EXERCISE DIRECTIONS
Check every line of the entries for the string "rasterized" and return the ones that contain it.

RECORDS FOR THE TASK
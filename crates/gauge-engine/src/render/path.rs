use crate::render::{RenderCtx, RenderTarget};
use crate::scene::DrawList;

use super::common::{premul_alpha_blend, ViewportUniform};
use super::tessellate::{tessellate, PathVertex};

/// Renders a recorded [`DrawList`]: fills, strokes and clears, in order.
///
/// Geometry is tessellated on the CPU each frame and uploaded into one
/// growable vertex buffer. Colors are linear premultiplied RGBA.
///
/// Shadows are recorded but not rasterized (one-time debug message).
#[derive(Default)]
pub struct PathRenderer {
    pipeline_format: Option<wgpu::TextureFormat>,
    blend_pipeline: Option<wgpu::RenderPipeline>,
    replace_pipeline: Option<wgpu::RenderPipeline>,

    bind_group_layout: Option<wgpu::BindGroupLayout>,
    bind_group: Option<wgpu::BindGroup>,
    viewport_ubo: Option<wgpu::Buffer>,

    vbo: Option<wgpu::Buffer>,
    vbo_capacity: usize,

    warned_shadow: bool,
}

impl PathRenderer {
    pub fn new() -> Self {
        Self::default()
    }

    pub fn render(&mut self, ctx: &RenderCtx<'_>, target: &mut RenderTarget<'_>, draw_list: &DrawList) {
        let tess = tessellate(draw_list);
        if tess.shadowed > 0 && !self.warned_shadow {
            log::debug!("PathRenderer: shadows are not rasterized; {} shadowed draws ignored", tess.shadowed);
            self.warned_shadow = true;
        }
        if tess.is_empty() {
            return;
        }

        self.ensure_pipelines(ctx);
        self.ensure_bindings(ctx);

        // Mutating methods must happen before borrowing pipeline/buffers immutably.
        self.write_viewport_uniform(ctx);
        self.ensure_vertex_capacity(ctx, tess.vertices.len());

        let Some(vbo) = self.vbo.as_ref() else { return };
        ctx.queue.write_buffer(vbo, 0, bytemuck::cast_slice(&tess.vertices));

        let Some(blend) = self.blend_pipeline.as_ref() else { return };
        let Some(replace) = self.replace_pipeline.as_ref() else { return };
        let Some(bind_group) = self.bind_group.as_ref() else { return };

        let mut rpass = target.encoder.begin_render_pass(&wgpu::RenderPassDescriptor {
            label: Some("gauge path pass"),
            color_attachments: &[Some(wgpu::RenderPassColorAttachment {
                view: target.color_view,
                resolve_target: None,
                ops: wgpu::Operations {
                    load: wgpu::LoadOp::Load,
                    store: wgpu::StoreOp::Store,
                },
                depth_slice: None,
            })],
            depth_stencil_attachment: None,
            timestamp_writes: None,
            occlusion_query_set: None,
            multiview_mask: None,
        });

        rpass.set_bind_group(0, bind_group, &[]);
        rpass.set_vertex_buffer(0, vbo.slice(..));

        for batch in &tess.batches {
            rpass.set_pipeline(if batch.replace { replace } else { blend });
            rpass.draw(batch.vertices.clone(), 0..1);
        }
    }

    fn ensure_pipelines(&mut self, ctx: &RenderCtx<'_>) {
        if self.pipeline_format == Some(ctx.surface_format) && self.blend_pipeline.is_some() {
            return;
        }

        let shader = ctx.device.create_shader_module(wgpu::ShaderModuleDescriptor {
            label: Some("gauge path shader"),
            source: wgpu::ShaderSource::Wgsl(include_str!("shaders/path.wgsl").into()),
        });

        let bind_group_layout = ctx.device.create_bind_group_layout(&wgpu::BindGroupLayoutDescriptor {
            label: Some("gauge path bgl"),
            entries: &[wgpu::BindGroupLayoutEntry {
                binding: 0,
                visibility: wgpu::ShaderStages::VERTEX,
                ty: wgpu::BindingType::Buffer {
                    ty: wgpu::BufferBindingType::Uniform,
                    has_dynamic_offset: false,
                    min_binding_size: ViewportUniform::min_binding_size(),
                },
                count: None,
            }],
        });

        let pipeline_layout = ctx.device.create_pipeline_layout(&wgpu::PipelineLayoutDescriptor {
            label: Some("gauge path pipeline layout"),
            bind_group_layouts: &[&bind_group_layout],
            immediate_size: 0,
        });

        let make = |label: &str, blend: Option<wgpu::BlendState>| {
            ctx.device.create_render_pipeline(&wgpu::RenderPipelineDescriptor {
                label: Some(label),
                layout: Some(&pipeline_layout),

                vertex: wgpu::VertexState {
                    module: &shader,
                    entry_point: Some("vs_main"),
                    compilation_options: Default::default(),
                    buffers: &[PathVertex::layout()],
                },

                fragment: Some(wgpu::FragmentState {
                    module: &shader,
                    entry_point: Some("fs_main"),
                    compilation_options: Default::default(),
                    targets: &[Some(wgpu::ColorTargetState {
                        format: ctx.surface_format,
                        blend,
                        write_mask: wgpu::ColorWrites::ALL,
                    })],
                }),

                primitive: wgpu::PrimitiveState {
                    topology: wgpu::PrimitiveTopology::TriangleList,
                    strip_index_format: None,
                    front_face: wgpu::FrontFace::Ccw,
                    cull_mode: None,
                    polygon_mode: wgpu::PolygonMode::Fill,
                    unclipped_depth: false,
                    conservative: false,
                },

                depth_stencil: None,
                multisample: wgpu::MultisampleState::default(),
                multiview_mask: None,
                cache: None,
            })
        };

        self.blend_pipeline = Some(make("gauge path pipeline", Some(premul_alpha_blend())));
        self.replace_pipeline = Some(make("gauge path clear pipeline", None));
        self.pipeline_format = Some(ctx.surface_format);
        self.bind_group_layout = Some(bind_group_layout);

        self.bind_group = None;
        self.viewport_ubo = None;
    }

    fn ensure_bindings(&mut self, ctx: &RenderCtx<'_>) {
        if self.bind_group.is_some() && self.viewport_ubo.is_some() {
            return;
        }
        let Some(bgl) = self.bind_group_layout.as_ref() else { return };

        let viewport_ubo = ctx.device.create_buffer(&wgpu::BufferDescriptor {
            label: Some("gauge path viewport ubo"),
            size: std::mem::size_of::<ViewportUniform>() as u64,
            usage: wgpu::BufferUsages::UNIFORM | wgpu::BufferUsages::COPY_DST,
            mapped_at_creation: false,
        });

        let bind_group = ctx.device.create_bind_group(&wgpu::BindGroupDescriptor {
            label: Some("gauge path bind group"),
            layout: bgl,
            entries: &[wgpu::BindGroupEntry {
                binding: 0,
                resource: viewport_ubo.as_entire_binding(),
            }],
        });

        self.viewport_ubo = Some(viewport_ubo);
        self.bind_group = Some(bind_group);
    }

    fn write_viewport_uniform(&mut self, ctx: &RenderCtx<'_>) {
        let Some(ubo) = self.viewport_ubo.as_ref() else { return };
        let u = ViewportUniform::new(ctx.viewport);
        ctx.queue.write_buffer(ubo, 0, bytemuck::bytes_of(&u));
    }

    fn ensure_vertex_capacity(&mut self, ctx: &RenderCtx<'_>, required: usize) {
        if required <= self.vbo_capacity && self.vbo.is_some() {
            return;
        }

        let new_cap = required.next_power_of_two().max(1024);
        self.vbo = Some(ctx.device.create_buffer(&wgpu::BufferDescriptor {
            label: Some("gauge path vbo"),
            size: (new_cap * std::mem::size_of::<PathVertex>()) as u64,
            usage: wgpu::BufferUsages::VERTEX | wgpu::BufferUsages::COPY_DST,
            mapped_at_creation: false,
        }));
        self.vbo_capacity = new_cap;
        log::trace!("PathRenderer: vertex buffer grown to {new_cap} vertices");
    }
}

REPLY
/// Shadows are recorded but not rasterized (one-time debug message).
            log::debug!("PathRenderer: shadows are not rasterized; {} shadowed draws ignored", tess.shadowed);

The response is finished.